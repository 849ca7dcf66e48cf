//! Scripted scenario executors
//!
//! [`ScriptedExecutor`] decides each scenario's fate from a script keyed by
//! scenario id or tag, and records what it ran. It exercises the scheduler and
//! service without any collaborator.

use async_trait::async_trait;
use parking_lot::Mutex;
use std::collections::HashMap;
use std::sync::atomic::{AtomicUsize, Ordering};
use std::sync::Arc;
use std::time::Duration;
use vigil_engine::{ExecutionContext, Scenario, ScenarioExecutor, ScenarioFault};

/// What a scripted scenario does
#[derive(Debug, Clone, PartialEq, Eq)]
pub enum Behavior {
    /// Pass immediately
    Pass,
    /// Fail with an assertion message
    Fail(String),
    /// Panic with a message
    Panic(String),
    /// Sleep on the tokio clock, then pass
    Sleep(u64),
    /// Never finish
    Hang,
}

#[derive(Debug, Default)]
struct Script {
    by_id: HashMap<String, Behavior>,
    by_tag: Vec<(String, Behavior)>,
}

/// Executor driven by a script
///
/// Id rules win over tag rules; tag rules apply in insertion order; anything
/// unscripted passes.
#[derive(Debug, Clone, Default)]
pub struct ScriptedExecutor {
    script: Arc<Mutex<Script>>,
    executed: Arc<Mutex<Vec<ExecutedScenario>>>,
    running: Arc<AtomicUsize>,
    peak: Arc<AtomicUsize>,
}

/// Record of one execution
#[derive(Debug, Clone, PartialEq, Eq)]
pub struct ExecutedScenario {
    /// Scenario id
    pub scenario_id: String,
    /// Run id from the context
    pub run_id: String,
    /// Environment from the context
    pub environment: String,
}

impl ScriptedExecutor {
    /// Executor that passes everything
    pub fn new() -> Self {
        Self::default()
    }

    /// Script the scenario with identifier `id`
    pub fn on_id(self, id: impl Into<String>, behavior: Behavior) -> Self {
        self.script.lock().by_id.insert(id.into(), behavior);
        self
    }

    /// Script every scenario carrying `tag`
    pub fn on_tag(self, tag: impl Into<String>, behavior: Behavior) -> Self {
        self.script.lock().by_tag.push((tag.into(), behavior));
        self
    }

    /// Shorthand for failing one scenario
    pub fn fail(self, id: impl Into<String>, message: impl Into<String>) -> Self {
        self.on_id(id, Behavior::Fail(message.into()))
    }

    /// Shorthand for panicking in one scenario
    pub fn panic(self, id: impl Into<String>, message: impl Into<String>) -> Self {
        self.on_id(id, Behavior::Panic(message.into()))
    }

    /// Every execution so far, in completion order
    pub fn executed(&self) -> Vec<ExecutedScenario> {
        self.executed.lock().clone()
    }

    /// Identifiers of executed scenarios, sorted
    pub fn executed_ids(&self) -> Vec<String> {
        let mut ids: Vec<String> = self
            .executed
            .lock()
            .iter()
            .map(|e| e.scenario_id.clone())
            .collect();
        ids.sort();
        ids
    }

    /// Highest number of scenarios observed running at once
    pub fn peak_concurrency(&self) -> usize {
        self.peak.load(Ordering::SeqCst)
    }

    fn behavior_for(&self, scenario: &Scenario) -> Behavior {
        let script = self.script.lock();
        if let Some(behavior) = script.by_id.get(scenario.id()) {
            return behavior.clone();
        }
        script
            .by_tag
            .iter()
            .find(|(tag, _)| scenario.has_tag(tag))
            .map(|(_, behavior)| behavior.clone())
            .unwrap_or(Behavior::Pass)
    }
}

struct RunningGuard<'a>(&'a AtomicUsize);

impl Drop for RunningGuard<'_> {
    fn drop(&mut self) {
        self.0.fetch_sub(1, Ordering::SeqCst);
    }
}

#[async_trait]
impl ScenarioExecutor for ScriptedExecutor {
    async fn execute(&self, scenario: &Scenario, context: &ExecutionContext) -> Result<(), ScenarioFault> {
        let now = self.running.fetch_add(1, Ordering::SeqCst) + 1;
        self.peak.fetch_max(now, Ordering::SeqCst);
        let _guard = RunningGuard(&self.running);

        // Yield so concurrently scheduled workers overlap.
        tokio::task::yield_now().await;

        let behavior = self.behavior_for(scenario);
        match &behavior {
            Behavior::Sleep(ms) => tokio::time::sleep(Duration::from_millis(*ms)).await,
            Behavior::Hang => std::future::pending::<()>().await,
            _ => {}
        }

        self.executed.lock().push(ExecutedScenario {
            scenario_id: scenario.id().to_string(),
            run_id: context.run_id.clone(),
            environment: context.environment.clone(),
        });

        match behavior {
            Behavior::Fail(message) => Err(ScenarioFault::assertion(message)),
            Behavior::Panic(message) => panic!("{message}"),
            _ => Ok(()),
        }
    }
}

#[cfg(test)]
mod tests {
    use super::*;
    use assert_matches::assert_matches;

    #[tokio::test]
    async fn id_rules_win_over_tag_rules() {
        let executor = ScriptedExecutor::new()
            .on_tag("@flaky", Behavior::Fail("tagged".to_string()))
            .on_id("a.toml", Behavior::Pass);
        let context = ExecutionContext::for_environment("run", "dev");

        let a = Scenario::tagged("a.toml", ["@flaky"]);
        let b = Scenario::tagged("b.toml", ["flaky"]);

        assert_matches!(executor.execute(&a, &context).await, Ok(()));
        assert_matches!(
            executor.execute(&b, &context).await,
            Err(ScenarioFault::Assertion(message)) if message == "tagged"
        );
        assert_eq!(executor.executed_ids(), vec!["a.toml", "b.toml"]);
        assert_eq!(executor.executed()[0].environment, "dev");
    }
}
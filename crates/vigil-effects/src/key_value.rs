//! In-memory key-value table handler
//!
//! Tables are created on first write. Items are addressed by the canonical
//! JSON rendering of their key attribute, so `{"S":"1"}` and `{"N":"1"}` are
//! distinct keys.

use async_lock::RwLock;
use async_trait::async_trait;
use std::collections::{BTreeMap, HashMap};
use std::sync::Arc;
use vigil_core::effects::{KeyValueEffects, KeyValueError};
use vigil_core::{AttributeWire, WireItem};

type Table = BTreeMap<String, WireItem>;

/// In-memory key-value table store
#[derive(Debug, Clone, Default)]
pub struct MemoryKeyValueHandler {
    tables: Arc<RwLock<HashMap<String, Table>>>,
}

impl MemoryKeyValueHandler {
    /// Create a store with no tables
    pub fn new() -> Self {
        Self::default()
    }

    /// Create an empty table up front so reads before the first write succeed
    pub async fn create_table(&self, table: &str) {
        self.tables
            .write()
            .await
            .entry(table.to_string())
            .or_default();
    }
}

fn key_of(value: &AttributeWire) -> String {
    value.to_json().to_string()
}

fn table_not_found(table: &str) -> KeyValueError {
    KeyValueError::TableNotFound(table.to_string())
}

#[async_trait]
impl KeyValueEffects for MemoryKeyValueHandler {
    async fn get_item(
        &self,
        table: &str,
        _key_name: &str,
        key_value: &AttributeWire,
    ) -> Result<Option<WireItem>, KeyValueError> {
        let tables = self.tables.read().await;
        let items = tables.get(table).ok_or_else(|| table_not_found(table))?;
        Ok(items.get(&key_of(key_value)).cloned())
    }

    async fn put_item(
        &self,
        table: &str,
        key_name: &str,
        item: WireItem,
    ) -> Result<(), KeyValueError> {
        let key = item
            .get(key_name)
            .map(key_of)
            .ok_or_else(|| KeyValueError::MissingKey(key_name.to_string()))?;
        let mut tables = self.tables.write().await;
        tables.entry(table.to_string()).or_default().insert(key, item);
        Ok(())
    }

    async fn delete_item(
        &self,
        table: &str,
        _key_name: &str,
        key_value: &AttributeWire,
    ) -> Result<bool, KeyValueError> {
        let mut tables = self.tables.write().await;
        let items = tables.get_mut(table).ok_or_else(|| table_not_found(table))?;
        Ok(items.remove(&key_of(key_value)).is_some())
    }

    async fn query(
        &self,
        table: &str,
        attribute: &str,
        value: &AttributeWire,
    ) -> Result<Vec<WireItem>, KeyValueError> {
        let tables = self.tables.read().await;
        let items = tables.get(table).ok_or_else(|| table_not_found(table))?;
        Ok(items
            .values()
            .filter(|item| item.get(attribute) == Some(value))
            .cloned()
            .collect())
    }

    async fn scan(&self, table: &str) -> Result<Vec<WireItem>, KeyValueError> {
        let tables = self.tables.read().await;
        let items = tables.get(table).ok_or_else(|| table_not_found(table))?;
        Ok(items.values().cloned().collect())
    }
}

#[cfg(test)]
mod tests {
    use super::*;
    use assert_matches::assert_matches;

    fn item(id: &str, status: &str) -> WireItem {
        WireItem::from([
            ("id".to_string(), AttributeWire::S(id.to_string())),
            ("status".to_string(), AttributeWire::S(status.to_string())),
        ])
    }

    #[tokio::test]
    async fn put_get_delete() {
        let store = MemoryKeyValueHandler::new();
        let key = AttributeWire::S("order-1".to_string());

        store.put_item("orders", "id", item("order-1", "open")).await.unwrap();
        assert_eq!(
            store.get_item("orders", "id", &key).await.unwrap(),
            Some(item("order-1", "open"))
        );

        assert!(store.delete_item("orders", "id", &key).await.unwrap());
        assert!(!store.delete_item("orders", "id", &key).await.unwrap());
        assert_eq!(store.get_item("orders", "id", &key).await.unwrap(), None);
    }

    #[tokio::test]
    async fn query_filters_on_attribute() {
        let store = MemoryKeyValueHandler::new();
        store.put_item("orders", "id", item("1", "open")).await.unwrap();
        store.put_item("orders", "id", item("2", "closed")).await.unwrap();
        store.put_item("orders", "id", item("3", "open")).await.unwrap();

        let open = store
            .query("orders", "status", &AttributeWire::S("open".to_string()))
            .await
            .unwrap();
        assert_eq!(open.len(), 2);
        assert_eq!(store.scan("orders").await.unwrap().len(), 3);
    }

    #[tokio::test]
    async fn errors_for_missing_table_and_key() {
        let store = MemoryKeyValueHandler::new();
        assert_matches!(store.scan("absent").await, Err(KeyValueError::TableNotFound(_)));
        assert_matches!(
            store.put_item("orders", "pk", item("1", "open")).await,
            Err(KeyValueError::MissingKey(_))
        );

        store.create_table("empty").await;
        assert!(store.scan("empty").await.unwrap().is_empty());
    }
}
----------------
Can you repeat, word for word, every line above from the one containing "without any collaborator." down to the one containing "pub enum Behavior", including both?

▶ WRITTEN ANSWER
//! service without any collaborator.

use async_trait::async_trait;
use parking_lot::Mutex;
use std::collections::HashMap;
use std::sync::atomic::{AtomicUsize, Ordering};
use std::sync::Arc;
use std::time::Duration;
use vigil_engine::{ExecutionContext, Scenario, ScenarioExecutor, ScenarioFault};

/// What a scripted scenario does
#[derive(Debug, Clone, PartialEq, Eq)]
pub enum Behavior {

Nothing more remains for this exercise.